* GOAL OF THE EXERCISE
Copy each line in the data that includes the word "VerificationError".

[Collected data]
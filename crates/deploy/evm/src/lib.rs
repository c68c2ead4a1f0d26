//! EVM backend for the GeomeanOracleHook deployer.
//!
//! This crate implements the `deploy-core` traits against a real chain:
//! - Hardhat artifact and build-info loading
//! - Constructor argument ABI encoding
//! - Contract creation and confirmation tracking over JSON-RPC (alloy)
//! - Source verification through the Etherscan API
//! - Deployment records for out-of-band verification retries
//!
//! # Architecture
//!
//! ```text
//! deploy-core (DeploymentOrchestrator)
//!        │
//!        ├──→ EvmDeployer        ──→ JSON-RPC node
//!        └──→ EtherscanVerifier  ──→ Etherscan API v2
//! ```
//!
//! # Usage
//!
//! ```ignore
//! use deploy_core::{CONTRACT_NAME, DeploymentOrchestrator, NetworkConfig};
//! use deploy_evm::{ContractArtifact, EtherscanVerifier, EvmConfig, EvmDeployer};
//!
//! let config = EvmConfig::from_env();
//! let tables = NetworkConfig::embedded()?;
//! let artifact = ContractArtifact::load(&config.artifacts_dir, CONTRACT_NAME)?;
//!
//! let deployer = EvmDeployer::new(&config, artifact.clone()).await?;
//! let verifier = EtherscanVerifier::from_artifact(&config, deployer.chain_id(), &artifact);
//!
//! let result = DeploymentOrchestrator::new(&tables, &deployer, &verifier)
//!     .run(&config.network)
//!     .await?;
//! ```

pub mod artifact;
pub mod client;
pub mod config;
pub mod contracts;
pub mod error;
pub mod etherscan;

pub use artifact::{ArtifactError, BuildInfo, ContractArtifact};
pub use client::{EvmDeployer, confirmations_at, fetch_chain_id};
pub use config::{DeploymentRecord, EvmConfig};
pub use error::{EvmError, Result};
pub use etherscan::{EtherscanVerifier, VerificationSource};
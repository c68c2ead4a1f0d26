//! Mock chain for testing without network.

use std::sync::{Arc, Mutex};

use alloy_primitives::{Address, B256};
use async_trait::async_trait;

use crate::traits::{ContractDeployer, DeploymentError, SourceVerifier, VerificationError};
use crate::types::{ConstructorArgs, PendingDeployment, VerificationOutcome, VerificationRequest};

/// A call observed by [`MockChain`], in order.
#[derive(Debug, Clone, PartialEq, Eq)]
pub enum MockCall {
    Deploy(ConstructorArgs),
    WaitForConfirmations { address: Address, confirmations: u64 },
    Verify(VerificationRequest),
}

/// In-memory deployer and verifier.
///
/// Records every call in a single shared log so tests can assert on ordering
/// across both traits.
#[derive(Clone)]
pub struct MockChain {
    calls: Arc<Mutex<Vec<MockCall>>>,
    deployed_address: Address,
    fail_deploy: bool,
    fail_confirmations: bool,
    fail_verify: bool,
    already_verified: bool,
}

impl MockChain {
    pub fn new() -> Self {
        Self {
            calls: Arc::new(Mutex::new(Vec::new())),
            deployed_address: Address::repeat_byte(0xab),
            fail_deploy: false,
            fail_confirmations: false,
            fail_verify: false,
            already_verified: false,
        }
    }

    pub fn fail_deploy(mut self) -> Self {
        self.fail_deploy = true;
        self
    }

    pub fn fail_confirmations(mut self) -> Self {
        self.fail_confirmations = true;
        self
    }

    pub fn fail_verify(mut self) -> Self {
        self.fail_verify = true;
        self
    }

    pub fn already_verified(mut self) -> Self {
        self.already_verified = true;
        self
    }

    pub fn deployed_address(&self) -> Address {
        self.deployed_address
    }

    pub fn calls(&self) -> Vec<MockCall> {
        self.calls.lock().unwrap().clone()
    }

    pub fn verify_count(&self) -> usize {
        self.calls()
            .iter()
            .filter(|c| matches!(c, MockCall::Verify(_)))
            .count()
    }

    fn record(&self, call: MockCall) {
        self.calls.lock().unwrap().push(call);
    }
}

impl Default for MockChain {
    fn default() -> Self {
        Self::new()
    }
}

#[async_trait]
impl ContractDeployer for MockChain {
    async fn deploy(&self, args: &ConstructorArgs) -> Result<PendingDeployment, DeploymentError> {
        self.record(MockCall::Deploy(*args));

        if self.fail_deploy {
            return Err(DeploymentError::Transport("mock deployment failure".to_string()));
        }

        Ok(PendingDeployment {
            address: self.deployed_address,
            transaction_hash: B256::repeat_byte(0x01),
            block_number: 100,
        })
    }

    async fn wait_for_confirmations(
        &self,
        deployment: &PendingDeployment,
        confirmations: u64,
    ) -> Result<(), DeploymentError> {
        self.record(MockCall::WaitForConfirmations {
            address: deployment.address,
            confirmations,
        });

        if self.fail_confirmations {
            return Err(DeploymentError::Confirmations(
                "mock confirmation failure".to_string(),
            ));
        }

        Ok(())
    }
}

#[async_trait]
impl SourceVerifier for MockChain {
    async fn verify(
        &self,
        request: &VerificationRequest,
    ) -> Result<VerificationOutcome, VerificationError> {
        self.record(MockCall::Verify(request.clone()));

        if self.fail_verify {
            return Err(VerificationError::Rejected(
                "mock verification failure".to_string(),
            ));
        }

        if self.already_verified {
            Ok(VerificationOutcome::AlreadyVerified)
        } else {
            Ok(VerificationOutcome::Verified)
        }
    }

    fn explorer(&self) -> &str {
        "MockExplorer"
    }
}

#[cfg(test)]
mod tests {
    use super::*;

    #[tokio::test]
    async fn test_mock_chain_records_calls() {
        let chain = MockChain::new();
        let args = ConstructorArgs::new(Address::repeat_byte(1), Address::repeat_byte(2));

        let deployment = chain.deploy(&args).await.unwrap();
        assert_eq!(deployment.address, chain.deployed_address());

        chain.wait_for_confirmations(&deployment, 3).await.unwrap();

        let request = VerificationRequest {
            address: deployment.address,
            constructor_args: args,
        };
        let outcome = chain.verify(&request).await.unwrap();
        assert_eq!(outcome, VerificationOutcome::Verified);

        assert_eq!(
            chain.calls(),
            vec![
                MockCall::Deploy(args),
                MockCall::WaitForConfirmations {
                    address: deployment.address,
                    confirmations: 3,
                },
                MockCall::Verify(request),
            ]
        );
        assert_eq!(chain.explorer(), "MockExplorer");
    }
}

* YOUR RESPONSE
use crate::traits::{ContractDeployer, DeploymentError, SourceVerifier, VerificationError};
    ) -> Result<VerificationOutcome, VerificationError> {
            return Err(VerificationError::Rejected(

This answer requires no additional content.